(von Tobias R. Thauer M.A.*)
Der Bundesrat hat am 18.10.2024 nach umfangreichen Erörterungen mit Regierung und Bundestag dem IV. Bürokratieentlastungsgesetz zugestimmt, welches auch diverse arbeitsrechtliche Neuerungen mit sich bringt. Der folgende Beitrag zeigt die wesentlichen Änderungen auf, die für die Praxis der Personalverwaltungen der (öffentlichen) Arbeitgeber von Relevanz sind.
1. Änderungen im Nachweisgesetz (NachwG) – Möglichkeit der Textform
Die letzte Novellierung des NachwG hat einen nicht geringen Mehraufwand für die (öffentlichen) Arbeitgeber mit sich gebracht, gerade in personalintensiven Verwaltungen mit hoher Fluktuation. Wesentliche Elemente des Arbeitsvertrags, beispielsweise Arbeitszeit, Vergütung und anwendbare Tarifverträge, mussten zwingend in Schriftform („wet ink“) innerhalb einer bestimmten Frist niedergeschrieben werden. Dies konnte im (schriftlichen) Arbeitsvertrag oder in einem weiteren Papier („Beipackzettel“) erfolgen. Während einige der im NachwG geforderten Informationen -richtigerweise- bereits im (ohnehin zumeist schriftlichen) Arbeitsvertrag vereinbart werden sollten, so ist es für die Praxis der Personalverwaltungen nur bedingt nachvollziehbar, warum beispielsweise der Hinweis, dass eine Kündigung der Schriftform bedarf, zusätzlich schriftlich in dem Beipackzettel nach NachwG zum Arbeitsvertrag erfolgen muss, da sich dies ohnehin zwingend aus § 623 BGB ergibt.
Mit der Verabschiedung des BEG IV ist die Erfüllung dieser Nachweispflicht zukünftig auch in Textform zulässig, soweit das Dokument für den Arbeitnehmer zugänglich ist, gespeichert und ausgedruckt werden kann. Zudem muss der Arbeitgeber den Arbeitnehmer mit der Übermittlung auffordern, einen Empfangsnachweis zu erteilen.

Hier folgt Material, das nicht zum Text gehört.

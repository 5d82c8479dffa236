use std::time::{Duration, Instant};

/// Default redraw interval, roughly one animation frame.
pub const DEFAULT_FRAME_INTERVAL: Duration = Duration::from_millis(16);

/// Trailing debounce for redraw requests.
///
/// Every [`request`](Self::request) pushes the deadline to `now + interval`; [`poll`](Self::poll)
/// fires once the requests have been quiet for a full interval. A burst of slider events
/// therefore renders once, with the settled state. Time is always passed in, never read.
#[derive(Clone, Copy, Debug)]
pub struct FrameDebounce {
    interval: Duration,
    deadline: Option<Instant>,
}

impl FrameDebounce {
    /// Debouncer with the given quiet interval.
    pub fn new(interval: Duration) -> Self {
        Self {
            interval,
            deadline: None,
        }
    }

    /// Quiet interval.
    pub fn interval(&self) -> Duration {
        self.interval
    }

    /// Ask for a redraw.
    pub fn request(&mut self, now: Instant) {
        self.deadline = Some(now + self.interval);
    }

    /// Whether a redraw is waiting.
    pub fn is_pending(&self) -> bool {
        self.deadline.is_some()
    }

    /// Time left until the pending redraw may run; `None` when idle.
    pub fn remaining(&self, now: Instant) -> Option<Duration> {
        self.deadline.map(|d| d.saturating_duration_since(now))
    }

    /// Consume the pending request if its deadline has passed.
    pub fn poll(&mut self, now: Instant) -> bool {
        match self.deadline {
            Some(d) if now >= d => {
                self.deadline = None;
                true
            }
            _ => false,
        }
    }

    /// Drop any pending request (after a forced render).
    pub fn cancel(&mut self) {
        self.deadline = None;
    }
}

impl Default for FrameDebounce {
    fn default() -> Self {
        Self::new(DEFAULT_FRAME_INTERVAL)
    }
}

#[cfg(test)]
#[path = "../../tests/unit/session/scheduler.rs"]
mod tests;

2. Anträge auf Elternzeit, Pflegezeit oder Elternteilzeit
Mit dem BEG IV besteht zukünftig die Möglichkeit, dass Anträge nach dem Bundeselterngeld- und Elternzeitgesetz (BEEG) auf Elternzeit nach § 16 BEEG oder Elternteilzeit nach § 15 BEEG (Teilzeittätigkeit innerhalb der Elternzeit) auch in Textform, beispielsweise mit einer E-Mail, rechtswirksam gestellt werden können. Bisher bedurfte dies zwingend der Schriftform. Auch eine etwaige Ablehnung -beispielsweise einer Elternteilzeit- und die notwendige Begründung ist für die (öffentlichen) Arbeitgeber zukünftig in Textform zulässig. Dies sorgt nicht nur für einen geringeren Aufwand und Zeitersparnis auf Seiten der Personalverwaltungen – auch für Eltern stellt diese Vereinfachung im Antragsverfahren sicherlich eine Erleichterung dar.
3. Aushangpflichten nach ArbZG und JArbSchG
Die Änderungen des BEG IV umfassen auch die Aushangpflicht für bestimmte Regelungen nach dem Arbeitszeitgesetz (ArbZG) und dem Jugendarbeitsschutzgesetz (JArbSchG).
Bisher mussten (öffentliche) Arbeitgeber, die mindestens einen Jugendlichen beschäftigten, bestimmte Regelungen und Gesetze den Kinder- und Jugendschutz betreffend in physischer Form in der Verwaltung oder dem Betrieb auslegen, beispielsweise das JArbSchG selbst, die zuständige Aufsichtsbehörde (§ 47 JArbSchG) sowie Informationen über Arbeitszeit und Pausen, § 48 JArbSchG. Diese Verpflichtung können Arbeitgeber zukünftig auch in digitaler Form nachkommen, indem diese Unterlagen beispielsweise in Intranet veröffentlicht werden. Auch andere aushangpflichtige Unterlagen nach § 16 ArbZG (das ArbZG selbst sowie die darauf basierenden Dienst- oder Betriebsvereinbarungen, Tarifverträge und weitere Rechtsverordnungen) können zukünftig digital zur Verfügung gestellt werden, was insbesondere den Bereitstellungsaufwand bei Änderungen an diesen Unterlagen minimiert.
4. Arbeitszeugnisse
Arbeitszeugnisse müssen bisher nach § 630 Satz 3 BGB in der schriftlichen Form verfasst werden. Die Entbürokratisierungsbemühungen der Bundesregierung im Rahmen des BEG IV ermöglichen es Arbeitgebern zukünftig, Arbeitszeugnisse auch in einer elektronischen Form auszustellen – soweit sie über eine qualifizierte elektronische Signatur nach § 126a BGB verfügen. Die Ausstellung in digitaler Form erfordert jedoch die Zustimmung des Beschäftigten.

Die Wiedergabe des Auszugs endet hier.